17/06/22
The Need for Decentralized Cloud Storage
Category
Written by
Read time
12 min
Web3, the next iteration of the internet, will be built on decentralized technology across three fundamental pillars: consensus, storage, and computation.
Blockchain technology is what set off a revolution of decentralization and brought about the concept of Web3, representing the idea to not only decentralize consensus, but to use this technology to decentralize the rest of the internet too.
“Web3 is the stack of protocols that enable fully decentralized applications.” – Nader Dabit
Just like Web2, Web3 is a complex amalgamation of a wide array of technologies that together form the Web3 ecosystem. Despite its complexity, we can break down the ecosystem into three key infrastructural pillars that need to be developed to achieve full decentralization of the internet: consensus, storage, and computation.
Consensus has matured quickly since Bitcoin’s launch in 2009, with dozens of other successful models of decentralized consensus having been brought to life since then.

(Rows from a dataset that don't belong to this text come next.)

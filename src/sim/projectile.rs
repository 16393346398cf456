//! Bullets fired by the player, drones and enemies

use glam::Vec2;
use serde::{Deserialize, Serialize};

use super::body::{Category, PhysicsBody};
use super::geom::direction;
use crate::consts::{ENEMY_BULLET_RADIUS, PLAYER_BULLET_RADIUS};
use crate::tuning::Tuning;

/// Who fired a projectile
#[derive(Debug, Clone, Copy, PartialEq, Eq, Hash, Serialize, Deserialize)]
pub enum Faction {
    Player,
    Enemy,
}

/// A bullet in flight. Velocity is fixed at spawn.
#[derive(Debug, Clone, Serialize, Deserialize)]
pub struct Projectile {
    pub faction: Faction,
    /// Ticks until the bullet expires
    pub ttl_ticks: u32,
}

impl Projectile {
    /// Player-side bullet heading along `angle`
    pub fn player_shot(origin: Vec2, angle: f32, tuning: &Tuning) -> (Projectile, PhysicsBody) {
        let velocity = direction(angle) * tuning.player_bullet_speed;
        let body = PhysicsBody::new(origin, PLAYER_BULLET_RADIUS, 1.0001)
            .with_velocity(velocity)
            .with_masks(Category::PROJECTILE, Category::ENEMY, Category::ENEMY);
        let projectile = Projectile {
            faction: Faction::Player,
            ttl_ticks: tuning.player_bullet_ticks(),
        };
        (projectile, body)
    }

    /// Enemy bullet aimed at `target`
    pub fn enemy_shot(origin: Vec2, target: Vec2, tuning: &Tuning) -> (Projectile, PhysicsBody) {
        let velocity = (target - origin).normalize_or_zero() * tuning.enemy_bullet_speed;
        let body = PhysicsBody::new(origin, ENEMY_BULLET_RADIUS, 1.0)
            .with_velocity(velocity)
            .with_masks(Category::ENEMY_PROJECTILE, Category::PLAYER, Category::PLAYER);
        let projectile = Projectile {
            faction: Faction::Enemy,
            ttl_ticks: tuning.enemy_bullet_ticks(),
        };
        (projectile, body)
    }
}

#[cfg(test)]
mod tests {
    use super::*;

    #[test]
    fn test_player_shot_velocity() {
        let tuning = Tuning::default();
        let (shot, body) = Projectile::player_shot(Vec2::ZERO, 0.0, &tuning);
        assert_eq!(shot.faction, Faction::Player);
        assert_eq!(shot.ttl_ticks, 900);
        assert!((body.velocity - Vec2::new(500.0, 0.0)).length() < 1e-3);
        assert_eq!(body.linear_damping, 0.0);
    }

    #[test]
    fn test_enemy_shot_aims_at_target() {
        let tuning = Tuning::default();
        let (shot, body) = Projectile::enemy_shot(Vec2::ZERO, Vec2::new(0.0, -10.0), &tuning);
        assert_eq!(shot.faction, Faction::Enemy);
        assert_eq!(shot.ttl_ticks, 300);
        assert!((body.velocity - Vec2::new(0.0, -500.0)).length() < 1e-3);
        assert!(body.category.intersects(Category::ENEMY_PROJECTILE));
    }
}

Over time attempts at decentralizing storage and computation have emerged that aim to complement these to build the next pillars of a truly decentralized internet.
In this piece we will look at decentralized storage, which describes peer-to-peer networks, in which members combine disk space to create what is essentially a global hard drive that is trustless, immutable, and in some cases permanent and censorship-resistant.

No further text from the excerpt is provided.